Supplied material
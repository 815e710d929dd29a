//! The plan write path.
//!
//! Every mutation is written to the primary store first and then published to
//! the replication channel. The two steps are not transactional: when the
//! publish fails the store keeps the write and the index stays stale until a
//! later mutation of the same plan.

use std::sync::Arc;

use thiserror::Error;
use tracing::{info, instrument, warn};

use plan_indexer_pipeline::merge::{fingerprint, ConcurrencyMerger};
use plan_indexer_pipeline::publisher::ChangePublisher;
use plan_indexer_pipeline::PipelineError;
use plan_indexer_repository::{KeyValueStore, StoreError};
use plan_indexer_shared::{Entity, EntityError, Operation};

/// Failures of the write path, each mapping to one HTTP status.
#[derive(Error, Debug)]
pub enum ServiceError {
    /// The request body is not an acceptable plan or patch.
    #[error("Bad request: {0}")]
    BadRequest(String),

    #[error("Plan {0} not found")]
    NotFound(String),

    /// The caller's entity tag is stale.
    #[error("Precondition failed: expected {expected}, current {current}")]
    PreconditionFailed { expected: String, current: String },

    /// The primary store or the channel could not be reached.
    #[error("Service unavailable: {0}")]
    Unavailable(String),
}

impl ServiceError {
    pub fn status_code(&self) -> u16 {
        match self {
            ServiceError::BadRequest(_) => 400,
            ServiceError::NotFound(_) => 404,
            ServiceError::PreconditionFailed { .. } => 412,
            ServiceError::Unavailable(_) => 503,
        }
    }
}

impl From<PipelineError> for ServiceError {
    fn from(err: PipelineError) -> Self {
        match err {
            PipelineError::ValidationFailure(msg) | PipelineError::ParseError(msg) => {
                ServiceError::BadRequest(msg)
            }
            PipelineError::PreconditionFailed { expected, current } => {
                ServiceError::PreconditionFailed { expected, current }
            }
            other => ServiceError::Unavailable(other.to_string()),
        }
    }
}

impl From<EntityError> for ServiceError {
    fn from(err: EntityError) -> Self {
        ServiceError::BadRequest(err.to_string())
    }
}

impl From<StoreError> for ServiceError {
    fn from(err: StoreError) -> Self {
        match err {
            StoreError::InvalidPattern(_) => ServiceError::BadRequest(err.to_string()),
            StoreError::Unavailable(_) => ServiceError::Unavailable(err.to_string()),
        }
    }
}

/// Result of a conditional read.
#[derive(Debug, Clone, PartialEq)]
pub enum Fetched {
    Found { entity: Entity, etag: String },
    /// The caller's `If-None-Match` tag is current.
    NotModified,
}

/// Stores plans and publishes their mutations.
#[derive(Clone)]
pub struct PlanService {
    store: Arc<dyn KeyValueStore>,
    merger: ConcurrencyMerger,
    publisher: ChangePublisher,
}

impl PlanService {
    pub fn new(store: Arc<dyn KeyValueStore>, publisher: ChangePublisher) -> Self {
        Self {
            store,
            merger: ConcurrencyMerger::new(),
            publisher,
        }
    }

    /// Store a new plan and publish `CREATE`. Returns its entity tag.
    ///
    /// A plan already stored under the same `objectId` is replaced.
    #[instrument(skip(self, plan), fields(object_id = ?plan.object_id()))]
    pub async fn create(&self, plan: Entity) -> Result<String, ServiceError> {
        plan.validate()?;
        let id = plan.object_id().ok_or(EntityError::MissingObjectId)?;

        let etag = self.save(&id, &plan).await?;
        self.publisher.publish(Operation::Create, &plan).await?;

        info!(object_id = %id, "Plan created");
        Ok(etag)
    }

    /// Read a plan, honouring `If-None-Match`.
    pub async fn get(&self, id: &str, if_none_match: Option<&str>) -> Result<Fetched, ServiceError> {
        let (entity, etag) = self.load(id).await?;
        if if_none_match == Some(etag.as_str()) {
            return Ok(Fetched::NotModified);
        }
        Ok(Fetched::Found { entity, etag })
    }

    /// Merge a partial update under `If-Match` and publish `UPDATE`.
    ///
    /// Returns the merged plan and its new entity tag.
    #[instrument(skip(self, patch, if_match))]
    pub async fn patch(
        &self,
        id: &str,
        patch: Entity,
        if_match: Option<&str>,
    ) -> Result<(Entity, String), ServiceError> {
        let (existing, current) = self.load(id).await?;
        let merged = self.merger.merge(&existing, &current, &patch, if_match)?;
        merged.validate()?;

        let etag = self.save(id, &merged).await?;
        self.publisher.publish(Operation::Update, &merged).await?;

        info!(object_id = %id, "Plan updated");
        Ok((merged, etag))
    }

    /// Remove a plan and publish `DELETE` with its last stored state.
    #[instrument(skip(self))]
    pub async fn delete(&self, id: &str) -> Result<(), ServiceError> {
        let (existing, _) = self.load(id).await?;

        if self.store.del(id).await? == 0 {
            warn!(object_id = %id, "Plan vanished before delete");
            return Err(ServiceError::NotFound(id.to_string()));
        }
        self.publisher.publish(Operation::Delete, &existing).await?;

        info!(object_id = %id, "Plan deleted");
        Ok(())
    }

    /// Ids of all stored plans, sorted.
    pub async fn list_ids(&self) -> Result<Vec<String>, ServiceError> {
        let mut ids = self.store.keys("*").await?;
        ids.sort();
        Ok(ids)
    }

    async fn load(&self, id: &str) -> Result<(Entity, String), ServiceError> {
        let raw = self
            .store
            .get(id)
            .await?
            .ok_or_else(|| ServiceError::NotFound(id.to_string()))?;
        let entity = Entity::from_json(&raw)
            .map_err(|e| ServiceError::Unavailable(format!("stored plan {} is corrupt: {}", id, e)))?;
        Ok((entity, fingerprint(&raw)))
    }

    async fn save(&self, id: &str, plan: &Entity) -> Result<String, ServiceError> {
        let serialized = plan.to_json()?;
        self.store.set(id, &serialized).await?;
        Ok(fingerprint(&serialized))
    }
}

Work order
For each line in the records that contains the word "Option", make a copy.

Result
    pub async fn get(&self, id: &str, if_none_match: Option<&str>) -> Result<Fetched, ServiceError> {
        if_match: Option<&str>,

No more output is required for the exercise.